In my last post about “Performance“, i did talk about a ZFS tuning parameter: zfs_prefetch_disable. And that was a ZFS read parameter…
In this post, we will take a look in another one, with the same “water to wine” effect. This time with focus on writes…
We have a set of informations available for our clients on our storage solution, so many performance related info can be verified. So, for some reason, a few storages were showing big latency times for write requests. And we were not talking about so many write requests…
Well, writes were to be served by the slog device, and so should be very fast. Indeed, we were hitting the SSD’s and the latency times were good in this stage. But the data must go to the disks (really?), and there, things(asvc_t) were not so good (+100ms, +150ms, +200ms) while in spa_sync. And with that “low” performance, we were having commits much more frequent than 30 seconds.
Next step was look into the workload, and see if we were talking about a really random write workload. Using the iopattern Dtrace script, we could see that while in spa_sync, we were facing 99% of random writes, and so, not writing much to the disks (90MB/s, 100MB/s for the whole pool). The question was: What is random for the iopattern? ;-)
Actually, i did want to know if the size of the seek was considered, and the answer were (as always), on the manual (the D script itself):

#  An event is considered random when the heads seek.
#  This program prints the percentage of events
#  that are random.

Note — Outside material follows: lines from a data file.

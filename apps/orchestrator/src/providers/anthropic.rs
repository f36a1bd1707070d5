/// Anthropic adapter: chat calls over the Messages API.
///
/// No retries here: a 429 or 5xx goes straight back to the orchestrator so
/// the model's circuit breaker sees it.
use std::time::Duration;

use async_trait::async_trait;
use reqwest::Client;
use serde::{Deserialize, Serialize};
use tracing::{debug, warn};

use super::{
    LlmProvider, ProviderContent, ProviderError, ProviderErrorKind, ProviderInput, ProviderRequest,
    ProviderResponse, TokenUsage,
};

const ANTHROPIC_API_URL: &str = "https://api.anthropic.com/v1/messages";
const ANTHROPIC_VERSION: &str = "2023-06-01";

#[derive(Debug, Serialize)]
struct AnthropicRequest<'a> {
    model: &'a str,
    max_tokens: u32,
    temperature: f32,
    system: &'a str,
    messages: Vec<AnthropicMessage<'a>>,
}

#[derive(Debug, Serialize)]
struct AnthropicMessage<'a> {
    role: &'a str,
    content: &'a str,
}

#[derive(Debug, Deserialize)]
struct MessagesResponse {
    content: Vec<ContentBlock>,
    usage: Usage,
}

#[derive(Debug, Deserialize)]
struct ContentBlock {
    #[serde(rename = "type")]
    block_type: String,
    text: Option<String>,
}

#[derive(Debug, Deserialize)]
struct Usage {
    input_tokens: u32,
    output_tokens: u32,
}

impl MessagesResponse {
    /// Concatenated text of all text blocks.
    fn text(&self) -> String {
        self.content
            .iter()
            .filter(|b| b.block_type == "text")
            .filter_map(|b| b.text.as_deref())
            .collect()
    }
}

#[derive(Debug, Deserialize)]
struct AnthropicError {
    error: AnthropicErrorBody,
}

#[derive(Debug, Deserialize)]
struct AnthropicErrorBody {
    message: String,
}

#[derive(Clone)]
pub struct AnthropicProvider {
    client: Client,
    api_key: String,
    url: String,
}

impl AnthropicProvider {
    pub fn new(api_key: String, timeout: Duration) -> reqwest::Result<Self> {
        Ok(Self {
            client: Client::builder().timeout(timeout).build()?,
            api_key,
            url: ANTHROPIC_API_URL.to_string(),
        })
    }
}

#[async_trait]
impl LlmProvider for AnthropicProvider {
    fn supports(&self, model: &str) -> bool {
        model.starts_with("claude")
    }

    async fn call(&self, request: &ProviderRequest) -> Result<ProviderResponse, ProviderError> {
        let ProviderInput::Chat { system, prompt } = &request.input else {
            return Err(ProviderError::new(
                ProviderErrorKind::BadRequest,
                format!("{} does not serve embeddings", request.model),
            ));
        };

        let request_body = AnthropicRequest {
            model: &request.model,
            max_tokens: request.max_tokens,
            temperature: request.temperature,
            system,
            messages: vec![AnthropicMessage {
                role: "user",
                content: prompt,
            }],
        };

        let response = self
            .client
            .post(&self.url)
            .header("x-api-key", &self.api_key)
            .header("anthropic-version", ANTHROPIC_VERSION)
            .header("content-type", "application/json")
            .json(&request_body)
            .send()
            .await?;

        let status = response.status();
        if !status.is_success() {
            let body = response.text().await.unwrap_or_default();
            warn!("Anthropic API returned {} for {}: {}", status, request.model, body);
            let message = serde_json::from_str::<AnthropicError>(&body)
                .map(|e| e.error.message)
                .unwrap_or_else(|_| body.clone());
            return Err(ProviderError::from_status(status.as_u16(), message, &body));
        }

        let body = response.text().await?;
        let parsed = parse_messages_response(&body)?;
        debug!(
            "Anthropic call succeeded: model={}, input_tokens={}, output_tokens={}",
            request.model, parsed.usage.input_tokens, parsed.usage.output_tokens
        );
        Ok(parsed)
    }
}

fn parse_messages_response(body: &str) -> Result<ProviderResponse, ProviderError> {
    let parsed: MessagesResponse = serde_json::from_str(body).map_err(|e| {
        ProviderError::new(
            ProviderErrorKind::Unknown,
            format!("unreadable Messages API response: {e}"),
        )
    })?;
    Ok(ProviderResponse {
        content: ProviderContent::Text(parsed.text()),
        usage: TokenUsage {
            input_tokens: parsed.usage.input_tokens,
            output_tokens: parsed.usage.output_tokens,
        },
    })
}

The size of the seek is not
#  measured - it's either random or not.


RTFM and answered.
One possible answer could be ZFS fragmentation, but just 10% of the pool was used.
We do not have the answer for the problem, but we need to consider what we have (some good points):
– A few NFS writes per second;
– The slog device working just fine (good latencies);
– A short interval between spa_syncs (less than 10 seconds);
– 99% random writes during spa_sync;
– Big latency times on discs (+100ms/asvc_t )
– Pool empty (10% used);
– A few (big files) being updated (something like a hundred);

My bet here was that: the system is complicating itself with that simple work (i do that most of the time too). The spot is that we have (again) a busy disk but for the wrong reason. That reminded me a great blog post about I/O reordering and disk queue depth. And an important phrase:

The disk IO sub-systems are built to provide maximum throughput“…

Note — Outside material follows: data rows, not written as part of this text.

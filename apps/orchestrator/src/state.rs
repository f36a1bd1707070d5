use std::sync::Arc;

use crate::breaker::CircuitBreakerManager;
use crate::config::Config;
use crate::orchestrator::Orchestrator;
use crate::registry::ModelRegistry;
use crate::tracker::PerformanceTracker;

/// Shared application state injected into all route handlers via Axum extractors.
#[derive(Clone)]
pub struct AppState {
    pub orchestrator: Arc<Orchestrator>,
    pub tracker: Arc<PerformanceTracker>,
    pub breakers: Arc<CircuitBreakerManager>,
    pub registry: Arc<ModelRegistry>,
    pub config: Config,
}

From that post we can get this usefull script (sd for intel) too:

fbt:sd:sdstrategy:entry,
fbt:sd:sdstrategy:entry
{
        start[(struct buf *)arg0] = timestamp;
}

fbt:sd:sdintr:entry,
fbt:sd:sdintr:entry
/ start[(this->buf = (struct buf *)((struct scsi_pkt *)arg0)->\
pkt_private)] != 0 /
{
   this->un = ((struct sd_xbuf *) this->buf->b_private)->xb_un;
   @[this->un] = lquantize((timestamp - start[this->buf])/1000000,
         60000, 600000, 60000);
   @q[this->un] = quantize((timestamp - start[this->buf])/1000000);

   start[this->buf] = 0;
}

Running that on a storage with the problem, we could see thousands of operations that took ~200ms. A really bad scenario…
And a really important information (here you will know the zfs tunable), the ZFS default vdev_max_pending for these storages were the old 35. And to understand the whole history about LUN queue, here there is another great post.
So let’s stop talking and see if my guess is true. To do that, the simple procedure is to limit the queue to 2, so we know that will be just one active I/O and another waiting (without reordering of any sort). If that do change the results, we are in the right direction, if not, back to the lab.

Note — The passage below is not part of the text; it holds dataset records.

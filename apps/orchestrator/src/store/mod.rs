//! Persistence seam for the orchestration core.
//!
//! `PgStore` is the production backend; `InMemoryStore` backs local runs
//! without `DATABASE_URL` and every unit test. Both serialize writers per key:
//! a breaker row per model, a cost row per (user, date, model).

pub mod memory;
pub mod postgres;

use async_trait::async_trait;
use chrono::{DateTime, NaiveDate, Utc};
use thiserror::Error;
use uuid::Uuid;

use crate::breaker::state::{BreakerSettings, CircuitBreakerState};
use crate::models::metrics::{CostTrackingEntry, PerformanceMetric};

pub use memory::InMemoryStore;
pub use postgres::PgStore;

#[derive(Debug, Error)]
pub enum StoreError {
    #[error("Database error: {0}")]
    Database(#[from] sqlx::Error),

    #[error("Corrupt row: {0}")]
    Corrupt(String),

    #[error("Store unavailable: {0}")]
    Unavailable(String),
}

/// Mutation applied to a breaker row while its lock is held.
pub type BreakerTransition<'a> = &'a (dyn Fn(&mut CircuitBreakerState) + Send + Sync);

/// What happened to the cost aggregate when a metric was recorded.
#[derive(Debug, Clone, Copy, PartialEq, Eq)]
pub enum CostUpdate {
    Applied,
    /// The metric named a user the CRUD layer does not know.
    SkippedUnknownUser,
    /// Nothing was billed, or the call was anonymous.
    NotApplicable,
}

#[async_trait]
pub trait OrchestrationStore: Send + Sync {
    /// Get-or-create the breaker row for `model_name`, apply `transition`
    /// under a per-model lock, persist and return the new state.
    async fn transition_breaker(
        &self,
        model_name: &str,
        defaults: &BreakerSettings,
        transition: BreakerTransition<'_>,
    ) -> Result<CircuitBreakerState, StoreError>;

    async fn load_breaker(&self, model_name: &str)
        -> Result<Option<CircuitBreakerState>, StoreError>;

    /// Appends the metric and, for a successful attempt by a known user,
    /// upserts the (user, date, model) cost entry in the same transaction.
    async fn record_metric(&self, metric: &PerformanceMetric) -> Result<CostUpdate, StoreError>;

    async fn metrics_since(&self, cutoff: DateTime<Utc>)
        -> Result<Vec<PerformanceMetric>, StoreError>;

    async fn user_costs_since(
        &self,
        user_id: Uuid,
        from: NaiveDate,
    ) -> Result<Vec<CostTrackingEntry>, StoreError>;

    /// Total spend across all users from `from` (inclusive).
    async fn total_cost_since(&self, from: NaiveDate) -> Result<f64, StoreError>;

    async fn delete_metrics_before(&self, cutoff: DateTime<Utc>) -> Result<u64, StoreError>;
}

 echo zfs_vdev_max_pending/W0t2 | mdb -kw
zfs_vdev_max_pending:           0x23             =       0x2

Let’s look at the iostat… and… Bingo! Lantency times down to a few ms, and running the above Dtrace script again, all operations like 5ms, 10ms!
So, that was just to see if we were in the right direction, but change something from 35 to 2 is radical. Then, let’s put it to 10 (the actual value in ZFS implementation), and see if we have a good performance as well…

 echo zfs_vdev_max_pending/W0t2 | mdb -kw
zfs_vdev_max_pending:           0x2             =       0xa

Good! Not so good as 0×2 (with vdez_max_pending=10 we did see times like 30ms), but now we need some time to understand the whole impact (eg. reads), and configure a good(definitive) number for this workload.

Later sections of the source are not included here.